10 Stocks Beat Perfect
Ten stocks demonstrate that good can beat perfect in investing, with a focus on valuation, credit quality, fundamental momentum, and price trend
There is a line from Epictetus that I have thought about more times than I can count over thirty years of doing this work.
He said, “Make the best use of what is in your power, and take the rest as it happens.” Most investors are waiting for perfect.
They want every indicator green, every box checked, every tailwind blowing in the right direction before they will touch a position.
I understand the impulse.
I had it myself for years.
While I was sitting there waiting for perfect, some of the best investments I ever made were sitting right in front of me, waving their arms, wearing two of the four characteristics I was looking for and begging me to pay attention.
So let me tell you what I actually learned, rather than what sounds tidy in a framework document.
The Four Pillars are real.
Valuation, credit quality, fundamental momentum, and price trend are each independently valid ways to identify stocks with the potential to deliver serious returns.
The academic evidence on this goes back decades and holds up across markets, time periods, and geographies.
I am not going to argue with Fama and French and Novy-Marx and Asness all at once.
They are right.
But in 30 years of actually doing this with real money, I have found all four pillars aligned in a single stock about as often as the Orioles have won the World Series.
Which is to say, it has happened, but you should not structure your entire life around waiting for it.
What I have found is that two pillars, the right two pillars, is enough.
More than enough.
And understanding which two pillars work best together is where the real edge lives.
Before we get to the combinations, let me run through each pillar quickly so we are speaking the same language.
Valuation is the foundation.
It is Benjamin Graham’s margin of safety in modern dress.
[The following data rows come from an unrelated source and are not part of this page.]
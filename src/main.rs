use std::sync::Arc;

use anyhow::Result;

use aurelane::api::types::GemQuery;
use aurelane::api::{ApiClient, HttpTransport, ReadOptions};
use aurelane::config::Config;
use aurelane::storage::SessionStore;

#[tokio::main]
async fn main() -> Result<()> {
    tracing_subscriber::fmt()
        .with_env_filter(
            tracing_subscriber::EnvFilter::from_default_env()
                .add_directive("aurelane=info".parse().unwrap()),
        )
        .with_writer(std::io::stderr)
        .init();

    let config = Config::load()?;
    let session = Arc::new(SessionStore::open()?);
    let transport = Arc::new(HttpTransport::new(
        config.api_base_url.as_str(),
        Arc::clone(&session),
    )?);
    let client = ApiClient::new(transport, config.cache.tiers());

    let args: Vec<String> = std::env::args().skip(1).collect();
    match args.first().map(String::as_str) {
        Some("gems") => {
            let query = GemQuery {
                search: args.get(1).cloned(),
                limit: Some(20),
                ..Default::default()
            };
            let page = client.list_gems(&query, ReadOptions::new()).await?;
            for gem in &page.gems {
                println!("{}  {}  {} {}", gem.id, gem.name, gem.price, config.currency);
            }
            println!("({} of {} gems)", page.gems.len(), page.total);
        }
        Some("gem") => {
            let id = args.get(1).ok_or_else(|| anyhow::anyhow!("usage: aurelane gem <id>"))?;
            let detail = client.get_gem(id, ReadOptions::new()).await?;
            println!("{}  {} {}", detail.gem.name, detail.gem.price, config.currency);
            if !detail.gem.description.is_empty() {
                println!("{}", detail.gem.description);
            }
            for related in &detail.related {
                println!("  related: {} ({})", related.name, related.id);
            }
        }
        Some("categories") => {
            for category in client.list_categories(ReadOptions::new()).await? {
                println!("{}", category);
            }
        }
        Some("zodiac") => {
            let sign = args
                .get(1)
                .ok_or_else(|| anyhow::anyhow!("usage: aurelane zodiac <sign>"))?;
            for gem in client.gems_by_zodiac(sign, ReadOptions::new()).await? {
                println!("{}  {}  {} {}", gem.id, gem.name, gem.price, config.currency);
            }
        }
        Some("login") => {
            let (email, password) = match (args.get(1), args.get(2)) {
                (Some(e), Some(p)) => (e, p),
                _ => anyhow::bail!("usage: aurelane login <email> <password>"),
            };
            let auth = client.login(email, password).await?;
            println!("signed in as {}", auth.user.name);
            session.save(auth)?;
            client.invalidate_user_scope();
        }
        Some("logout") => {
            session.clear()?;
            client.invalidate_user_scope();
            println!("signed out");
        }
        Some("orders") => {
            for order in client.list_orders(ReadOptions::new()).await? {
                println!(
                    "{}  {} {}  {}",
                    order.id,
                    order.total,
                    config.currency,
                    order.status.as_deref().unwrap_or("-")
                );
            }
        }
        _ => {
            eprintln!("usage: aurelane <gems [search] | gem <id> | categories | zodiac <sign> | orders | login <email> <password> | logout>");
            std::process::exit(2);
        }
    }

    Ok(())
}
I want to buy assets for less than they are worth, whether that is measured by price-to-tangible book, price-to-earnings, EV-to-EBITDA, or net asset value.
In community banking, where I have spent most of my career, that means price-to-tangible book below 0.90.
In other sectors, the metric changes but the principle does not.
You do not pay full price for anything.
Ever.
Credit quality is the filter.
Every value trap in the history of the market looked cheap for a reason, and that reason was usually a balance sheet that was quietly disintegrating.
Strong equity ratios, manageable debt loads, non-performing assets under control.
At the macro level, this pillar also tracks the credit environment itself — the ICE BofA High Yield spread, the AA corporate spread, the CCC tier.
Credit markets know things before equity markets admit them.
Pay attention.
Fundamental momentum is the evidence of improvement.
Earnings estimates rising.
Revenue accelerating.
Margins expanding.
Insider buying picking up.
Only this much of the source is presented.